# TASK PROMPT
In how many lines of the listing does the word "SimResult" appear? Reply with the number only.

[[ EXCERPTED DATA open ]]

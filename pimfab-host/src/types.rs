// Copyright (c) 2026 Graphcore Ltd. All rights reserved.

//! Shared types.

use std::error::Error;
use std::fmt;

#[macro_export]
/// Build a [SimError] from a format string and arguments
macro_rules! sim_error {
    ($($arg:tt)+) => {
        Err($crate::types::SimError(format!($($arg)+)))
    };
}

/// The `SimError` is what should be returned in the case of an error
#[derive(Clone, Debug, PartialEq)]
pub struct SimError(pub String);

impl fmt::Display for SimError {
    fn fmt(&self, f: &mut fmt::Formatter) -> fmt::Result {
        write!(f, "Error: {}", self.0)
    }
}

impl Error for SimError {}

/// The SimResult is the return type for most host functions
pub type SimResult = Result<(), SimError>;
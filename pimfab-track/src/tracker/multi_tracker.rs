// Copyright (c) 2026 Graphcore Ltd. All rights reserved.

use crate::Id;
use crate::tracker::{EntityManager, Track, Tracker};

/// Container for multiple [`Tracker`]s
pub struct MultiTracker {
    entity_manager: EntityManager,
    trackers: Vec<Tracker>,
}

impl MultiTracker {
    /// Add a new tracker
    pub fn add_tracker(&mut self, tracker: Tracker) {
        self.trackers.push(tracker);
    }
}

impl Default for MultiTracker {
    fn default() -> Self {
        Self {
            // Create a local entity_manager that will just be used for handling IDs
            entity_manager: EntityManager::new(log::Level::Error),
            trackers: Vec::new(),
        }
    }
}

impl Track for MultiTracker {
    fn unique_id(&self) -> Id {
        self.entity_manager.unique_id()
    }

    fn is_entity_enabled(&self, id: Id, level: log::Level) -> bool {
        self.trackers
            .iter()
            .any(|tracker| tracker.is_entity_enabled(id, level))
    }

    fn add_entity(&self, id: Id, entity_name: &str) {
        for tracker in &self.trackers {
            tracker.add_entity(id, entity_name);
        }
    }

    fn create(&self, created_by: Id, id: Id, name: &str) {
        for tracker in &self.trackers {
            if tracker.is_entity_enabled(id, log::Level::Trace) {
                tracker.create(created_by, id, name);
            }
        }
    }

    fn destroy(&self, destroyed_by: Id, id: Id) {
        for tracker in &self.trackers {
            if tracker.is_entity_enabled(id, log::Level::Trace) {
                tracker.destroy(destroyed_by, id);
            }
        }
    }

    fn connect(&self, connect_from: Id, connect_to: Id) {
        for tracker in &self.trackers {
            if tracker.is_entity_enabled(connect_from, log::Level::Trace) {
                tracker.connect(connect_from, connect_to);
            }
        }
    }

    fn log(&self, id: Id, level: log::Level, msg: std::fmt::Arguments) {
        for tracker in &self.trackers {
            if tracker.is_entity_enabled(id, level) {
                tracker.log(id, level, msg);
            }
        }
    }

    fn shutdown(&self) {
        for tracker in &self.trackers {
            tracker.shutdown();
        }
    }
}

[[ EXCERPTED DATA closed ]]

# EXERCISE RESPONSE
2